The U.S. Food and Drug Administration (FDA) has approved Pfizer's Hympavzi (marstacimab-hncq) for routine prophylaxis to prevent or reduce the frequency of bleeding episodes in adults and pediatric patients (12 years and older) with hemophilia A (congenital factor VIII deficiency) or hemophilia B (congenital factor IX deficiency) without inhibitors. This approval marks a significant advancement in hemophilia treatment, offering a novel mechanism of action and a more convenient administration route. Hympavzi is the first and only anti-tissue factor pathway inhibitor (anti-TFPI) approved in the U.S. for hemophilia A or B.
Clinical Efficacy
The approval was supported by data from the Phase 3 BASIS trial (NCT03938792), which demonstrated Hympavzi's superiority in reducing bleeding episodes. In the study, Hympavzi reduced the annualized bleeding rate (ABR) for treated bleeds by 35% compared to routine prophylaxis (RP) and 92% compared to on-demand (OD) treatment after a 12-month active treatment period in patients with hemophilia A or B without inhibitors. The late-stage study included 116 hemophilia A or B patients.
Mechanism of Action
Hympavzi is an IgG1 monoclonal antibody that targets the Kunitz domain 2 of the tissue factor pathway inhibitor protein, which under healthy circumstances prevents blood clotting. Unlike existing treatments that replace missing clotting factors, Hympavzi enhances coagulation by reducing the activity of TFPI, a naturally occurring anticoagulant. This allows for the creation of more thrombin, an enzyme critical in blood clotting.
Administration and Dosage
Hympavzi offers a subcutaneous treatment option with a once-weekly dosing schedule and minimal preparation required for each individual administration. It is available as a pre-filled auto-injector pen, providing a more convenient and less burdensome treatment regimen compared to traditional intravenous infusions.
Impact on Patients
Hemophilia is a family of rare genetic blood diseases caused by a clotting factor deficiency (FVIII in hemophilia A, FIX in hemophilia B), impacting more than 800,000 people globally. The current standard of care often involves frequent, time-consuming intravenous infusions, which can significantly impact patients' quality of life. Hympavzi aims to reduce this treatment burden by offering a less frequent and more convenient subcutaneous administration.
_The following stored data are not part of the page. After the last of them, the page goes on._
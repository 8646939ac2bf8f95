//! Health analyzer: folds one metrics snapshot into a 0-100 score with
//! diagnostic flags, operator recommendations, and priority call-outs.
//!
//! Adjustment groups run in a fixed order: CTR, creative-fatigue compound,
//! ROAS, CPC, frequency, conversions, spend velocity, then the compound
//! best/worst signals. The final score is clamped to [0, 100].

use adpilot_core::config::ScoringConfig;
use adpilot_core::types::{Analysis, Flag, HealthStatus, MetricsSnapshot};

/// Score one snapshot. Pure; the same snapshot and config always produce
/// the same analysis.
pub fn analyze(metrics: &MetricsSnapshot, cfg: &ScoringConfig) -> Analysis {
    let mut score = cfg.baseline;
    let mut flags = Vec::new();
    let mut recommendations = Vec::new();

    // CTR tiers.
    if metrics.ctr < cfg.ctr.critical_below {
        score -= cfg.ctr.critical_penalty;
        flags.push(Flag::CriticallyLowCtr);
        recommendations.push(format!(
            "CTR is critically low ({:.2}%). The creative is not resonating; replace it.",
            metrics.ctr
        ));
    } else if metrics.ctr < cfg.ctr.low_below {
        score -= cfg.ctr.low_penalty;
        flags.push(Flag::LowCtr);
        recommendations.push(format!(
            "CTR is below average ({:.2}%). Test new hooks and visuals.",
            metrics.ctr
        ));
    } else if metrics.ctr < cfg.ctr.decent_below {
        score += cfg.ctr.decent_bonus;
    } else if metrics.ctr < cfg.ctr.strong_below {
        score += cfg.ctr.strong_bonus;
    } else {
        score += cfg.ctr.excellent_bonus;
    }

    // Low engagement at high exposure flags fatigue without a second
    // score hit; the CTR tier above already took one.
    if metrics.ctr < cfg.fatigue.ctr_below && metrics.frequency > cfg.fatigue.frequency_above {
        flags.push(Flag::CreativeFatigue);
        recommendations.push(
            "The audience has seen this creative too often for the engagement it earns. Rotate creative."
                .to_string(),
        );
    }

    // ROAS tiers. Zero ROAS is severe only once spend is past noise level.
    if metrics.roas == 0.0 {
        if metrics.spend > cfg.roas.zero_spend_floor {
            score -= cfg.roas.zero_high_penalty;
            flags.push(Flag::ZeroRoasHighSpend);
            recommendations.push(format!(
                "No revenue after ${:.2} spend. Verify conversion tracking and the landing page.",
                metrics.spend
            ));
        } else {
            score -= cfg.roas.zero_early_penalty;
            flags.push(Flag::ZeroRoasEarly);
        }
    } else if metrics.roas < cfg.roas.breakeven_below {
        score -= cfg.roas.unprofitable_penalty;
        flags.push(Flag::UnprofitableRoas);
        recommendations.push(format!(
            "ROAS {:.2}x is below breakeven. The campaign is losing money.",
            metrics.roas
        ));
    } else if metrics.roas < cfg.roas.marginal_below {
        flags.push(Flag::MarginalRoas);
    } else if metrics.roas < cfg.roas.good_below {
        score += cfg.roas.good_bonus;
    } else {
        score += cfg.roas.excellent_bonus;
    }

    // CPC tiers.
    if metrics.cpc > cfg.cpc.high_above {
        score -= cfg.cpc.high_penalty;
        flags.push(Flag::HighCpc);
        recommendations.push(format!(
            "CPC ${:.2} is expensive. Targeting may be too competitive.",
            metrics.cpc
        ));
    } else if metrics.cpc > cfg.cpc.moderate_above {
        score -= cfg.cpc.moderate_penalty;
        flags.push(Flag::ModerateCpc);
    } else if metrics.cpc > cfg.cpc.fair_above {
        score += cfg.cpc.fair_bonus;
    } else {
        score += cfg.cpc.efficient_bonus;
    }

    // Frequency. The [low_below, optimal_at) band is neutral.
    if metrics.frequency >= cfg.frequency.severe_at {
        score -= cfg.frequency.severe_penalty;
        flags.push(Flag::SevereAdFatigue);
        recommendations.push(format!(
            "Frequency {:.1} means heavy ad fatigue. Refresh creative or widen the audience.",
            metrics.frequency
        ));
    } else if metrics.frequency >= cfg.frequency.high_at {
        score -= cfg.frequency.high_penalty;
        flags.push(Flag::AdFatigue);
        recommendations.push(format!(
            "Frequency {:.1} is creeping up. Plan a creative rotation.",
            metrics.frequency
        ));
    } else if metrics.frequency >= cfg.frequency.optimal_at {
        score += cfg.frequency.optimal_bonus;
    } else if metrics.frequency < cfg.frequency.low_below {
        if metrics.spend > cfg.frequency.broad_spend_floor {
            score -= cfg.frequency.broad_penalty;
            flags.push(Flag::LowFrequencyHighSpend);
            recommendations.push(
                "Spend is high but frequency is low; the audience may be too broad.".to_string(),
            );
        } else {
            score += cfg.frequency.fresh_bonus;
        }
    }

    // Conversions, then conversion rate for campaigns that have any.
    if metrics.conversions == 0 {
        if metrics.spend > cfg.conversion.significant_spend {
            score -= cfg.conversion.significant_penalty;
            flags.push(Flag::NoConversionsSignificantSpend);
            recommendations.push(format!(
                "No conversions after ${:.2} spend. Check the funnel end to end.",
                metrics.spend
            ));
        } else if metrics.spend > cfg.conversion.moderate_spend {
            score -= cfg.conversion.moderate_penalty;
            flags.push(Flag::NoConversionsModerateSpend);
        } else {
            score -= cfg.conversion.early_penalty;
        }
    } else if metrics.conversion_rate < cfg.conversion.low_rate_below {
        score -= cfg.conversion.low_rate_penalty;
        flags.push(Flag::LowConversionRate);
        recommendations.push(format!(
            "Conversion rate {:.1}% is weak. The offer or landing page needs work.",
            metrics.conversion_rate
        ));
    } else if metrics.conversion_rate < cfg.conversion.fair_rate_below {
        // Fair tier, no adjustment.
    } else if metrics.conversion_rate < cfg.conversion.good_rate_below {
        score += cfg.conversion.good_rate_bonus;
    } else {
        score += cfg.conversion.excellent_rate_bonus;
    }

    // Spend velocity.
    if metrics.daily_spend > cfg.velocity.high_daily_spend
        && metrics.roas < cfg.velocity.low_return_roas
    {
        score -= cfg.velocity.high_spend_penalty;
        flags.push(Flag::HighSpendLowReturn);
        recommendations.push(
            "Daily spend is high relative to returns. Slow down until efficiency recovers."
                .to_string(),
        );
    } else if metrics.daily_spend < cfg.velocity.low_daily_spend
        && metrics.cpc < cfg.velocity.efficient_cpc
        && metrics.clicks > 0
    {
        recommendations.push(
            "Clicks are cheap and spend is modest. There is room to increase budget.".to_string(),
        );
    }

    // Compound signals across metric groups.
    if metrics.ctr > cfg.compound.best_ctr_above
        && metrics.roas > cfg.compound.best_roas_above
        && metrics.conversion_rate > cfg.compound.best_rate_above
    {
        score += cfg.compound.bonus;
        flags.push(Flag::ScalingOpportunity);
        recommendations.push("All core metrics are strong. The campaign is ready to scale.".to_string());
    }
    if metrics.ctr < cfg.compound.worst_ctr_below
        && metrics.roas < cfg.compound.worst_roas_below
        && metrics.frequency > cfg.compound.worst_frequency_above
    {
        score -= cfg.compound.penalty;
        flags.push(Flag::MultipleIssues);
        recommendations.push(
            "Creative, returns, and frequency are failing at once. A restructure is likely needed."
                .to_string(),
        );
    }

    let score = score.clamp(0, 100);
    Analysis {
        score,
        status: HealthStatus::from_score(score),
        priority_actions: priority_actions(&flags),
        flags,
        recommendations,
    }
}

fn priority_actions(flags: &[Flag]) -> Vec<String> {
    let mut actions = Vec::new();
    if flags.contains(&Flag::CriticallyLowCtr) || flags.contains(&Flag::SevereAdFatigue) {
        actions.push("URGENT: Refresh creative immediately".to_string());
    }
    if flags.contains(&Flag::ZeroRoasHighSpend) || flags.contains(&Flag::NoConversionsSignificantSpend) {
        actions.push("URGENT: Check conversion tracking and landing page".to_string());
    }
    if flags.contains(&Flag::ScalingOpportunity) {
        actions.push("OPPORTUNITY: Scale budget by 20-30%".to_string());
    }
    actions
}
Suchitra Acharya, director of the bleeding disorders program at Cohen Children's Medical Center, stated that Hympavzi aims to reduce the current treatment burden by meeting an important need for these patients, including many who have required frequent, time-consuming intravenous treatment infusion regimens.
Market and Financial Implications
Analysts expect sales of Hympavzi to reach $300 million by 2030. The drug's list price is $795,600 annually. This approval bolsters Pfizer's hemophilia portfolio, which also includes the gene therapy Beqvez, approved earlier this year for hemophilia B. Pfizer is also developing a gene therapy with Sangamo Therapeutics for the treatment of hemophilia A.